Background: what SM121 is and why it matters for MoE
The DGX Spark runs on GB10, which is NVIDIA's consumer Blackwell. Compute capability SM_121. Not SM_90a (the datacenter Hopper), not SM_100 (datacenter Blackwell GB200), not SM_120 (RTX 5090). SM_121 is a discrete point in the Blackwell consumer line — 128 GB unified LPDDR5X, 20 SMs, 294 TFLOPS FP8.
MoE (mixture-of-experts) models like Gemma 4 26B route each token through a small subset of "expert" feed-forward layers. For Gemma 4 it's 26B total parameters but only ~4B active per forward pass. The routing and dispatch is implemented as a grouped GEMM: a single CUDA kernel that operates on a batch of small matrix multiplications, one per active expert.
CUTLASS is NVIDIA's template library for high-performance matrix math. vLLM uses it for the grouped GEMM dispatch.
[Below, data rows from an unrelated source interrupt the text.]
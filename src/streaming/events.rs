//! Session event fan-out.
//!
//! A bounded single-producer channel: emissions are serialized, no event is
//! dropped while the stream is open, and a slow consumer may briefly block
//! the producer.

use std::sync::mpsc::{IntoIter, Receiver, SyncSender};
use std::sync::Mutex;
use std::time::Duration;

use serde::Serialize;

pub(crate) const EVENT_CHANNEL_CAPACITY: usize = 64;

#[derive(Debug, Clone, PartialEq, Serialize)]
#[serde(tag = "event", rename_all = "snake_case")]
pub enum TranscriptionEvent {
    /// Live display state: the stable prefix plus the volatile tail.
    DisplayUpdate {
        confirmed_text: String,
        provisional_text: String,
    },
    /// The confirmed transcript grew; the new text is always an extension
    /// of every previously confirmed text.
    Confirmed { text: String },
    Stats(Stats),
    /// Final transcript. Emitted exactly once by `stop()`, never after
    /// `cancel()`; the stream closes right after.
    Ended { full_text: String },
}

#[derive(Debug, Clone, PartialEq, Serialize)]
pub struct Stats {
    pub encoded_window_count: usize,
    pub total_audio_seconds: f64,
    pub tokens_per_second: f64,
    pub real_time_factor: f64,
    pub peak_memory_gb: f64,
}

/// Capability for reading peak memory use, injected at session construction.
pub trait MemoryProbe: Send + Sync {
    fn peak_memory_gb(&self) -> f64;
}

/// Probe that reports nothing. The default for hosts without one.
#[derive(Debug, Default, Clone, Copy)]
pub struct NoopMemoryProbe;

impl MemoryProbe for NoopMemoryProbe {
    fn peak_memory_gb(&self) -> f64 {
        0.0
    }
}

/// Consumer half of the session event channel.
pub struct EventStream {
    rx: Receiver<TranscriptionEvent>,
}

impl EventStream {
    pub(crate) fn new(rx: Receiver<TranscriptionEvent>) -> Self {
        Self { rx }
    }

    /// Blocks until the next event; `None` once the stream has closed.
    pub fn recv(&self) -> Option<TranscriptionEvent> {
        self.rx.recv().ok()
    }

    pub fn recv_timeout(&self, timeout: Duration) -> Option<TranscriptionEvent> {
        self.rx.recv_timeout(timeout).ok()
    }

    pub fn try_recv(&self) -> Option<TranscriptionEvent> {
        self.rx.try_recv().ok()
    }
}

impl IntoIterator for EventStream {
    type Item = TranscriptionEvent;
    type IntoIter = IntoIter<TranscriptionEvent>;

    fn into_iter(self) -> Self::IntoIter {
        self.rx.into_iter()
    }
}

/// Producer half. Closing drops the sender, which ends the consumer's
/// iteration; emissions after close are discarded.
pub(crate) struct EventSender {
    tx: Mutex<Option<SyncSender<TranscriptionEvent>>>,
}

impl EventSender {
    pub(crate) fn new(tx: SyncSender<TranscriptionEvent>) -> Self {
        Self {
            tx: Mutex::new(Some(tx)),
        }
    }

    pub(crate) fn emit(&self, event: TranscriptionEvent) {
        let guard = self
            .tx
            .lock()
            .unwrap_or_else(std::sync::PoisonError::into_inner);
        if let Some(tx) = guard.as_ref() {
            if tx.send(event).is_err() {
                log::debug!("event receiver dropped; discarding event");
            }
        }
    }

    pub(crate) fn close(&self) {
        self.tx
            .lock()
            .unwrap_or_else(std::sync::PoisonError::into_inner)
            .take();
    }
}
The specific kernel is in csrc/libtorch_stable/quantization/w8a8/cutlass/moe/grouped_mm_c3x_sm100.cu — the "c3x" refers to CUTLASS v3 API, and "sm100" means it was written for datacenter Blackwell.
There is no equivalent grouped_mm_c3x_sm120.cu in upstream vLLM. I added it.
Bug 1: the Python gate that blocked every SM12x
In vllm/_custom_ops.py, around line 845:
def cutlass_group_gemm_supported(cuda_device_capability: int) -> bool:
if cuda_device_capability < 90 or cuda_device_capability >= 110:
return False
cuda_device_capability is an integer — it's 121 on my GB10. 121 >= 110 is True. So this function returned False for every SM120 and SM121 device, telling vLLM to skip CUTLASS entirely and use the Triton MoE backend instead.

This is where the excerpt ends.